The mold sampling method one chooses should be determined by the objective of the investigation. One may sample air or surfaces for mold contamination. The standard method for sampling air is to use a volumetric sampler e.g. RCS or Andersen N6 for viable airborne spores and hyphal fragments and Air-O-Cell, VersaTrap, Allergenco and others such cassettes for total spore counts. Testing of surfaces may involve use of RODAC agar plates for smooth surfaces, and swabs and adhesive tape on all other surfaces. It is important to note that adhesive tapes may not work well on wet and porous surfaces. Bulk samples can also be taken and plated onto agar plates or analysed by direct microscopic examination. Dust samples can be collect from surfaces such as carpets, upholstered furniture and textiles.
Media For Mold Sampling
It’s important to select media for mold sampling wisely. If one decides to collect viable air samples, the choice of media to use is very
important. Generally, malt extract agar (MEA) is used. It is a “broad spectrum” medium that supports the growth of a wide range of fungal species. However, antibiotics may have to be incorporated to surpress bacteria growth. Its main disadvantage is that fast growing molds tend to overgrow slow growers making it difficult to count colonies. To overcome this problem, DG18 and Rose Bengal can be used. These media have compounds added to them to slow down fast growing fungi and inhibit bacterial growth. If one is sampling a relatively dry environment, MEA+40% sucrose would be recommended for detecting xerophilic (dry loving) fungi.

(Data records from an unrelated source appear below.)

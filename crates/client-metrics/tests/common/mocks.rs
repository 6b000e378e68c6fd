// Copyright 2023-Present Datadog, Inc. https://www.datadoghq.com/
// SPDX-License-Identifier: Apache-2.0

//! Mock transports for testing

use async_trait::async_trait;
use client_metrics::batch::{Batch, BatchKind};
use client_metrics::diagnostic::ClientMetric;
use client_metrics::error::TransportError;
use client_metrics::transport::{Ack, TransportClient};
use std::sync::Mutex;
use tokio::sync::Semaphore;

/// Mock transport that records every batch it is handed
#[derive(Default)]
pub struct RecordingTransport {
    batches: Mutex<Vec<Batch>>,
    fail_kind: Option<BatchKind>,
}

impl RecordingTransport {
    /// Records everything but reports failure for batches of `kind`
    pub fn failing(kind: BatchKind) -> Self {
        Self {
            fail_kind: Some(kind),
            ..Default::default()
        }
    }

    fn record(&self, batch: Batch) -> Result<Ack, TransportError> {
        let ack = Ack {
            kind: batch.kind(),
            count: batch.len(),
        };
        self.batches.lock().unwrap().push(batch);
        if self.fail_kind == Some(ack.kind) {
            return Err(TransportError::Other("collector unreachable".to_string()));
        }
        Ok(ack)
    }

    pub fn batches(&self) -> Vec<Batch> {
        self.batches.lock().unwrap().clone()
    }

    pub fn sends(&self) -> usize {
        self.batches.lock().unwrap().len()
    }

    pub fn kinds(&self) -> Vec<BatchKind> {
        self.batches().iter().map(Batch::kind).collect()
    }

    /// Names of each operational batch, in send order
    pub fn operational_names(&self) -> Vec<Vec<String>> {
        self.batches()
            .into_iter()
            .filter_map(|batch| match batch {
                Batch::Operational(records) => Some(
                    records
                        .iter()
                        .map(|record| record.name().to_string())
                        .collect(),
                ),
                Batch::Diagnostic(_) => None,
            })
            .collect()
    }

    pub fn diagnostic_batches(&self) -> Vec<Vec<ClientMetric>> {
        self.batches()
            .into_iter()
            .filter_map(|batch| match batch {
                Batch::Diagnostic(events) => Some(events),
                Batch::Operational(_) => None,
            })
            .collect()
    }
}

#[async_trait]
impl TransportClient for RecordingTransport {
    async fn send(&self, batch: Batch) -> Result<Ack, TransportError> {
        self.record(batch)
    }
}

/// Mock transport whose sends block until the test opens the gate
pub struct GatedTransport {
    gate: Semaphore,
    pub recorder: RecordingTransport,
}

impl GatedTransport {
    pub fn new() -> Self {
        Self {
            gate: Semaphore::new(0),
            recorder: RecordingTransport::default(),
        }
    }

    pub fn open(&self, sends: usize) {
        self.gate.add_permits(sends);
    }
}

#[async_trait]
impl TransportClient for GatedTransport {
    async fn send(&self, batch: Batch) -> Result<Ack, TransportError> {
        let _permit = self
            .gate
            .acquire()
            .await
            .map_err(|e| TransportError::Other(e.to_string()))?;
        self.recorder.record(batch)
    }
}
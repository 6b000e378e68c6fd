// Copyright 2023-Present Datadog, Inc. https://www.datadoghq.com/
// SPDX-License-Identifier: Apache-2.0

//! The network boundary of the engine.
//!
//! [`TransportClient`] is the only thing the engine knows about delivery: it hands over a drained
//! [`Batch`] and observes the result for logging. [`HttpTransport`] is the collector-backed
//! implementation, posting JSON with a bearer token from an [`Authenticator`].

use async_trait::async_trait;
use reqwest::header::{HeaderMap, HeaderValue, AUTHORIZATION, CONTENT_TYPE};
use reqwest::StatusCode;
use std::sync::Arc;
use tracing::debug;

use crate::auth::Authenticator;
use crate::batch::{Batch, BatchKind};
use crate::config::HttpTransportConfig;
use crate::error::{EngineError, TransportError};

const OPERATIONAL_PATH: &str = "metrics";
const DIAGNOSTIC_PATH: &str = "clientmetrics";

/// Acknowledgement of a delivered batch
#[derive(Debug, Clone, Copy, PartialEq, Eq)]
pub struct Ack {
    pub kind: BatchKind,
    pub count: usize,
}

#[async_trait]
pub trait TransportClient: Send + Sync {
    /// Delivers one batch. The kind is carried by the batch itself.
    async fn send(&self, batch: Batch) -> Result<Ack, TransportError>;
}

#[derive(Debug, Clone)]
pub struct HttpTransport {
    client: reqwest::Client,
    config: Arc<HttpTransportConfig>,
    authenticator: Arc<Authenticator>,
}

impl HttpTransport {
    pub fn new(
        config: HttpTransportConfig,
        authenticator: Arc<Authenticator>,
    ) -> Result<Self, EngineError> {
        config.validate()?;

        let mut builder = reqwest::Client::builder().timeout(config.timeout);
        if let Some(proxy) = &config.https_proxy {
            let proxy =
                reqwest::Proxy::https(proxy).map_err(|e| EngineError::HttpClient(e.to_string()))?;
            builder = builder.proxy(proxy);
        }
        let client = builder
            .build()
            .map_err(|e| EngineError::HttpClient(e.to_string()))?;

        Ok(Self {
            client,
            config: Arc::new(config),
            authenticator,
        })
    }

    fn url(&self, kind: BatchKind) -> String {
        match kind {
            BatchKind::Operational => self.config.url_for(OPERATIONAL_PATH),
            BatchKind::Diagnostic => self.config.url_for(DIAGNOSTIC_PATH),
        }
    }

    fn headers(token: &str) -> Result<HeaderMap, TransportError> {
        let mut headers = HeaderMap::new();
        let bearer = HeaderValue::from_str(&format!("Bearer {token}"))
            .map_err(|_| TransportError::InvalidToken)?;
        headers.insert(AUTHORIZATION, bearer);
        headers.insert(CONTENT_TYPE, HeaderValue::from_static("application/json"));
        Ok(headers)
    }
}

#[async_trait]
impl TransportClient for HttpTransport {
    async fn send(&self, batch: Batch) -> Result<Ack, TransportError> {
        let kind = batch.kind();
        let count = batch.len();

        let Some(token) = self.authenticator.bearer_token().await else {
            return Err(TransportError::MissingCredentials);
        };
        let body = batch.to_json()?;

        let url = self.url(kind);
        debug!("Posting {count} {kind} metrics to {url}");
        let response = self
            .client
            .post(&url)
            .headers(Self::headers(&token)?)
            .body(body)
            .send()
            .await?;

        let status = response.status();
        if status.is_success() {
            return Ok(Ack { kind, count });
        }
        // Don't read the body on success, only to explain a rejection
        let body = if status == StatusCode::UNAUTHORIZED || status == StatusCode::FORBIDDEN {
            "access denied, verify the credentials".to_string()
        } else {
            response.text().await.unwrap_or_default()
        };
        Err(TransportError::Status { status, body })
    }
}
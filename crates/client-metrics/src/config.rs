// Copyright 2023-Present Datadog, Inc. https://www.datadoghq.com/
// SPDX-License-Identifier: Apache-2.0

use std::env;
use std::time::Duration;

use crate::error::ConfigError;

pub const DEFAULT_BUFFER_LIMIT: usize = 50;
pub const DEFAULT_FLUSH_INTERVAL: Duration = Duration::from_secs(30);
/// Upper bound on `flush_interval`; the timer must be able to add it to the current instant.
pub const MAX_FLUSH_INTERVAL: Duration = Duration::from_secs(24 * 60 * 60);
pub const DEFAULT_REQUEST_TIMEOUT: Duration = Duration::from_secs(10);

/// Buffering and flushing parameters for a [`crate::engine::MetricsEngine`]
#[derive(Debug, Clone, PartialEq, Eq)]
pub struct EngineConfig {
    /// A queue holding more than this many items triggers a flush of both queues
    pub buffer_limit: usize,
    /// Period of the background flush timer
    pub flush_interval: Duration,
}

impl Default for EngineConfig {
    fn default() -> Self {
        Self {
            buffer_limit: DEFAULT_BUFFER_LIMIT,
            flush_interval: DEFAULT_FLUSH_INTERVAL,
        }
    }
}

impl EngineConfig {
    /// Create configuration from environment variables
    pub fn from_env() -> Result<Self, ConfigError> {
        let buffer_limit = env::var("CLIENT_METRICS_BUFFER_LIMIT")
            .ok()
            .and_then(|limit| limit.parse::<usize>().ok())
            .unwrap_or(DEFAULT_BUFFER_LIMIT);
        let flush_interval = env::var("CLIENT_METRICS_FLUSH_INTERVAL_SECS")
            .ok()
            .and_then(|secs| secs.parse::<u64>().ok())
            .map(Duration::from_secs)
            .unwrap_or(DEFAULT_FLUSH_INTERVAL);

        let config = Self {
            buffer_limit,
            flush_interval,
        };

        config.validate()?;
        Ok(config)
    }

    pub fn validate(&self) -> Result<(), ConfigError> {
        if self.buffer_limit == 0 {
            return Err(ConfigError::Invalid(
                "buffer limit must be greater than 0".to_string(),
            ));
        }
        if self.flush_interval.is_zero() {
            return Err(ConfigError::Invalid(
                "flush interval must be greater than 0".to_string(),
            ));
        }
        if self.flush_interval > MAX_FLUSH_INTERVAL {
            return Err(ConfigError::Invalid(format!(
                "flush interval must be at most {}s",
                MAX_FLUSH_INTERVAL.as_secs()
            )));
        }
        Ok(())
    }
}

/// Where and how the HTTP transport posts batches
#[derive(Debug, Clone, PartialEq, Eq)]
pub struct HttpTransportConfig {
    /// Collector base URL; batches go to `{endpoint}/metrics` and `{endpoint}/clientmetrics`
    pub endpoint: String,
    pub timeout: Duration,
    pub https_proxy: Option<String>,
}

impl HttpTransportConfig {
    pub fn new(endpoint: impl Into<String>) -> Self {
        Self {
            endpoint: endpoint.into(),
            timeout: DEFAULT_REQUEST_TIMEOUT,
            https_proxy: None,
        }
    }

    /// Create configuration from environment variables
    pub fn from_env() -> Result<Self, ConfigError> {
        let endpoint = env::var("CLIENT_METRICS_URL").map_err(|_| {
            ConfigError::Invalid("CLIENT_METRICS_URL environment variable is not set".to_string())
        })?;
        let timeout = env::var("CLIENT_METRICS_TIMEOUT_SECS")
            .ok()
            .and_then(|secs| secs.parse::<u64>().ok())
            .map(Duration::from_secs)
            .unwrap_or(DEFAULT_REQUEST_TIMEOUT);
        let https_proxy = env::var("CLIENT_METRICS_PROXY_HTTPS")
            .or_else(|_| env::var("HTTPS_PROXY"))
            .ok();

        let config = Self {
            endpoint,
            timeout,
            https_proxy,
        };

        config.validate()?;
        Ok(config)
    }

    pub fn validate(&self) -> Result<(), ConfigError> {
        let endpoint = self.endpoint.trim();
        if !(endpoint.starts_with("http://") || endpoint.starts_with("https://")) {
            return Err(ConfigError::InvalidEndpoint(self.endpoint.clone()));
        }
        if self.timeout.is_zero() {
            return Err(ConfigError::Invalid(
                "request timeout must be greater than 0".to_string(),
            ));
        }
        Ok(())
    }

    pub(crate) fn url_for(&self, path: &str) -> String {
        format!("{}/{path}", self.endpoint.trim().trim_end_matches('/'))
    }
}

Currently, the only reliable means for routine identification of mold species is to perform traditional mycological methods. This requires years of training and practice. Be sure to use a lab that has a qualified Mycologist on-board (preferably at PhD level). The lab should also be regularly participating in a recognised proficiency testing program such as the AIHA EMPAT program.
Performing Effective Mold Sampling
If you need to take mold samples, use properly trained personnel or to get yourself trained. If you decide to undergo training, select a mold training course that provides skills and background information to enable you recognize indoor mold, develop effective mold sampling strategies, and interpret laboratory results.